▸ **Information given**
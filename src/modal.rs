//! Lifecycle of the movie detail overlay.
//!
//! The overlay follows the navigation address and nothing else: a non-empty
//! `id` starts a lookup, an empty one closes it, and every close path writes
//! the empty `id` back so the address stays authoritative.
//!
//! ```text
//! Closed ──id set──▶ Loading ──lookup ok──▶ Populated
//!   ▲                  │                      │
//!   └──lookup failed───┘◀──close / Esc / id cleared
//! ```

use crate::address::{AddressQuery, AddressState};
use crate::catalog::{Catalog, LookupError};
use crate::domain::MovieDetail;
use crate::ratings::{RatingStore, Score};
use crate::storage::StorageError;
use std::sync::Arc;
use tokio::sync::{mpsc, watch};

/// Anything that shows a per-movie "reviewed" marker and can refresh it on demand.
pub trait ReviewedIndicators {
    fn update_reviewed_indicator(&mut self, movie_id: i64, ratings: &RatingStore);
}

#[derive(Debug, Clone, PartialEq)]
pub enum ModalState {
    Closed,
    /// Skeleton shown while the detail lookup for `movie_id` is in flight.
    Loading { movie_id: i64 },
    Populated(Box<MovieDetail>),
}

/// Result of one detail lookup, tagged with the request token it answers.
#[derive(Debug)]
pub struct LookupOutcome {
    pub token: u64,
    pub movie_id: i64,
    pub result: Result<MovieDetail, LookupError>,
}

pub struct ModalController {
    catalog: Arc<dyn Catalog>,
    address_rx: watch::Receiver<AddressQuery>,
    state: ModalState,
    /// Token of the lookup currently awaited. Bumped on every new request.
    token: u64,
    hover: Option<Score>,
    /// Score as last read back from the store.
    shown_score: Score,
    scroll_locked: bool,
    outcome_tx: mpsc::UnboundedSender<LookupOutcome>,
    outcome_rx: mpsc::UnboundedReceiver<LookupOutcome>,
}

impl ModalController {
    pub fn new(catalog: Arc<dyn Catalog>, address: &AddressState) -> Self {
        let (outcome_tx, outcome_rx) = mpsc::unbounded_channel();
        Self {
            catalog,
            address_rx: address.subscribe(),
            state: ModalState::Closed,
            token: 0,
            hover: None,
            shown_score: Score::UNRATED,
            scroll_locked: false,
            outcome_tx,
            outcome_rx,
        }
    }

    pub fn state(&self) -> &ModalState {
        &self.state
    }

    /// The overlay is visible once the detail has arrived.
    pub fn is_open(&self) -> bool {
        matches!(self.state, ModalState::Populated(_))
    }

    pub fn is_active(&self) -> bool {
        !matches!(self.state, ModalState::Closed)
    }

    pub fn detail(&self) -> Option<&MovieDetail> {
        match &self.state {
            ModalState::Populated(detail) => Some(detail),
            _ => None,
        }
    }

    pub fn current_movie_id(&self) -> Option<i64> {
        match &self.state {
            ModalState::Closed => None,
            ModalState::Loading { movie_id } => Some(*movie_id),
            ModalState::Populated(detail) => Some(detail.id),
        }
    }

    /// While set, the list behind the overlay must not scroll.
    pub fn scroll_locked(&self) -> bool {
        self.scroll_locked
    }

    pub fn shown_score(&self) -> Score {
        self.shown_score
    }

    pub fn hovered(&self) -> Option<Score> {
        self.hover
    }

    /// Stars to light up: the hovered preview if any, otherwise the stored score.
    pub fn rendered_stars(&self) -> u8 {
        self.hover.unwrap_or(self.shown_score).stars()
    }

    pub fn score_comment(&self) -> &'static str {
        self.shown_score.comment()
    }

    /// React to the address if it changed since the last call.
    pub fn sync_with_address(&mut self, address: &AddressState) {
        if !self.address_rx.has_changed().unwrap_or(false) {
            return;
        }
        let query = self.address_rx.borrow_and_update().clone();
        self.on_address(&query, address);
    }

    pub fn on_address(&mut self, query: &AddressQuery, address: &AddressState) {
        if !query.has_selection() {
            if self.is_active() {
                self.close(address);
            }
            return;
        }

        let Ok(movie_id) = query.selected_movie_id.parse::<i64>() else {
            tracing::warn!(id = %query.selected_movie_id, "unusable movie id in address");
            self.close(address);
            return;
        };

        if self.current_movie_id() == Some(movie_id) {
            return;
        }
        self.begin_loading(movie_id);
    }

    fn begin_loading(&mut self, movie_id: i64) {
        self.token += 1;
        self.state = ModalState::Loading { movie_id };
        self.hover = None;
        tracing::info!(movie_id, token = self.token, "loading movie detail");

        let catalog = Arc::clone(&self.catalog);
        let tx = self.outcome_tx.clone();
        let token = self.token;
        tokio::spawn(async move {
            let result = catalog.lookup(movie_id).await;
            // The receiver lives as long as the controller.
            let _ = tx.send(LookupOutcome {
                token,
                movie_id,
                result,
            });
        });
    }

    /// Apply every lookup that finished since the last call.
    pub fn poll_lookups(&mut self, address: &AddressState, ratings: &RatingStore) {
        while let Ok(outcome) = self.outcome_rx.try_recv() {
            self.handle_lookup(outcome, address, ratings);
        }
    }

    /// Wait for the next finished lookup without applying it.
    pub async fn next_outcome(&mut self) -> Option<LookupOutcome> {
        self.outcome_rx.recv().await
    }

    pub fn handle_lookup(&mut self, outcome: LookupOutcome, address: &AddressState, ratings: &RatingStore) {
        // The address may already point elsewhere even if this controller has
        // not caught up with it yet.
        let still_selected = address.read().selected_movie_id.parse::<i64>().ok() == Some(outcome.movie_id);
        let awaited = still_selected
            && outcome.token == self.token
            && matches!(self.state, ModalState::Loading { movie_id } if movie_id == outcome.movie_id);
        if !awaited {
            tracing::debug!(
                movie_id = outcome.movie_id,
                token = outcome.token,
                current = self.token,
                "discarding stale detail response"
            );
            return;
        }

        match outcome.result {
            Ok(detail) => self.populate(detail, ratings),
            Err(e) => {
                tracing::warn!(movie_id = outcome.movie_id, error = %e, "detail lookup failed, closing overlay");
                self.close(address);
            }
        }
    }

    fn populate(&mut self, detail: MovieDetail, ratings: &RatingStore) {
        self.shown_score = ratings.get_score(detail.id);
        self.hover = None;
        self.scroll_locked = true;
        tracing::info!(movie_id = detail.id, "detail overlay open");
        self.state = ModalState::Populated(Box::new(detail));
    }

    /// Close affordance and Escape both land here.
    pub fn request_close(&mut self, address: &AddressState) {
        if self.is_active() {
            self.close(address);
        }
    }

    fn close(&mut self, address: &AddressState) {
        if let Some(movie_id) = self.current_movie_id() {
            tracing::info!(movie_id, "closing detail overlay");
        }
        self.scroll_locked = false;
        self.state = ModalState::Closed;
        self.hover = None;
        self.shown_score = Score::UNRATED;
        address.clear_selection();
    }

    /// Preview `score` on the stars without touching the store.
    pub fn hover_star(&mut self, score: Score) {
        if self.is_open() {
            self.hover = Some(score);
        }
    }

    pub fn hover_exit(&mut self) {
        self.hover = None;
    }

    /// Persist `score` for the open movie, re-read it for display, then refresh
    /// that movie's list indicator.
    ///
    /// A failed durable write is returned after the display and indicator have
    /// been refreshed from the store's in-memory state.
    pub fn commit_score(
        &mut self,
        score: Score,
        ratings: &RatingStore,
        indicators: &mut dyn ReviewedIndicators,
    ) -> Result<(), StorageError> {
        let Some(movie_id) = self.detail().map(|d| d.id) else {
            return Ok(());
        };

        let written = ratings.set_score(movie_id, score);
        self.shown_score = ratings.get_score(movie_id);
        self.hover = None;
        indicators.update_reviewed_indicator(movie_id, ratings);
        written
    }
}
---
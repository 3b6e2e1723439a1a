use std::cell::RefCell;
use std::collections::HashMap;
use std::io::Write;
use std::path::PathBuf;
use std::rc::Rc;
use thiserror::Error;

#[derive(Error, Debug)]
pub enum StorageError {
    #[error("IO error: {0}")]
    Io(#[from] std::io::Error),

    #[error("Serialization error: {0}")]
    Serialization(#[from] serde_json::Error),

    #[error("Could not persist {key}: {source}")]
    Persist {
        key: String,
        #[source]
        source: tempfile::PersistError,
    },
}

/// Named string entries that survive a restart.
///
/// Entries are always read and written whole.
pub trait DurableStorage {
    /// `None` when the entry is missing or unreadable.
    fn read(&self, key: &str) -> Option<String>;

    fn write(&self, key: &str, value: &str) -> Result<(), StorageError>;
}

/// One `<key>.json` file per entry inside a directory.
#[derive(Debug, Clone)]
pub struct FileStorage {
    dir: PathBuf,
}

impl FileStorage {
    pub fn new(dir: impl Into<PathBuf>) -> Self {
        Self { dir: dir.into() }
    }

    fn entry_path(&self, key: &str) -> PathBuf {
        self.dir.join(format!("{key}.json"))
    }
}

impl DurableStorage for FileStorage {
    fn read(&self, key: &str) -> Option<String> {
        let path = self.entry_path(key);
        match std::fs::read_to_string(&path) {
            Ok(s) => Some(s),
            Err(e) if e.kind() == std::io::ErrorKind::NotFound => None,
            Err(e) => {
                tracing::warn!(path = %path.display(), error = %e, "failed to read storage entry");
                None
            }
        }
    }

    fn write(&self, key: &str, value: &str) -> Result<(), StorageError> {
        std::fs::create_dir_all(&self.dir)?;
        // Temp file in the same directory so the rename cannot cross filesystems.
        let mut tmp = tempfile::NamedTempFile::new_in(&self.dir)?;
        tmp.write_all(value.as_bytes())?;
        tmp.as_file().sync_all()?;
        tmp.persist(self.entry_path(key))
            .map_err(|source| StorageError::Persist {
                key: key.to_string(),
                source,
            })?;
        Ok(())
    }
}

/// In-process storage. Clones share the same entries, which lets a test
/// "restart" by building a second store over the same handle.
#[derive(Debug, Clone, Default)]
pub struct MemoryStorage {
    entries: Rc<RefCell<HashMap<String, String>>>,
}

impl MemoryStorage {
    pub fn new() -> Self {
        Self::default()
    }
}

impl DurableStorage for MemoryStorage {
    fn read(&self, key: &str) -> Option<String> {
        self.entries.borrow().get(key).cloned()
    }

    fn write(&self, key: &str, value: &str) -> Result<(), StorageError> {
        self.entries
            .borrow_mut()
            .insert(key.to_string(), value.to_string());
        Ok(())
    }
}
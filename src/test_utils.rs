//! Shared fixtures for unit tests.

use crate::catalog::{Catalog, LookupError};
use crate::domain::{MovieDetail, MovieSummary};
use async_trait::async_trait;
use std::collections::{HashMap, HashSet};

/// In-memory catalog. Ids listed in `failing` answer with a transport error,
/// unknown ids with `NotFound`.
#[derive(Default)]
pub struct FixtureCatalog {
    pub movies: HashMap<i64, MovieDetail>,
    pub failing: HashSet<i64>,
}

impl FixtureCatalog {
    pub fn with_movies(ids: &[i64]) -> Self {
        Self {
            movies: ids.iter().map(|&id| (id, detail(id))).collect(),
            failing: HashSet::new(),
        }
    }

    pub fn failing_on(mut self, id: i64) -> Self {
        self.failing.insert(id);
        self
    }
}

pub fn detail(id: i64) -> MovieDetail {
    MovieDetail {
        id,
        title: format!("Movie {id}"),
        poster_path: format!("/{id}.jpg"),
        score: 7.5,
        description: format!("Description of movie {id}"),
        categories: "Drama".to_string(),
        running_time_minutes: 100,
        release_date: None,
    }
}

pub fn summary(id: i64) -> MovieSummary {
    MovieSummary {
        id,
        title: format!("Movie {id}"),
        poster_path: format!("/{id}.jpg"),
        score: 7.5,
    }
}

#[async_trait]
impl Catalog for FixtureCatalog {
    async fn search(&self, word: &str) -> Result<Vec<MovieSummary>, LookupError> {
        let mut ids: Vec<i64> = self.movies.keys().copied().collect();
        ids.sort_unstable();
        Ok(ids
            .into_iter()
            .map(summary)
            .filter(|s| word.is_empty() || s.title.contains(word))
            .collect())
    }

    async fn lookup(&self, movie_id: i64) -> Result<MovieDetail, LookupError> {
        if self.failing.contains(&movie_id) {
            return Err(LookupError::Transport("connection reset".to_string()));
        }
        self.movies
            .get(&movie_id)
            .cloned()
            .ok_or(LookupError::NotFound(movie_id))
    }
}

▸ **To do**
Check each line of the entries above for the string "PathBuf", and return those that contain it.

▸ **Solution to the problem**
use std::path::PathBuf;
    dir: PathBuf,
    pub fn new(dir: impl Into<PathBuf>) -> Self {
    fn entry_path(&self, key: &str) -> PathBuf {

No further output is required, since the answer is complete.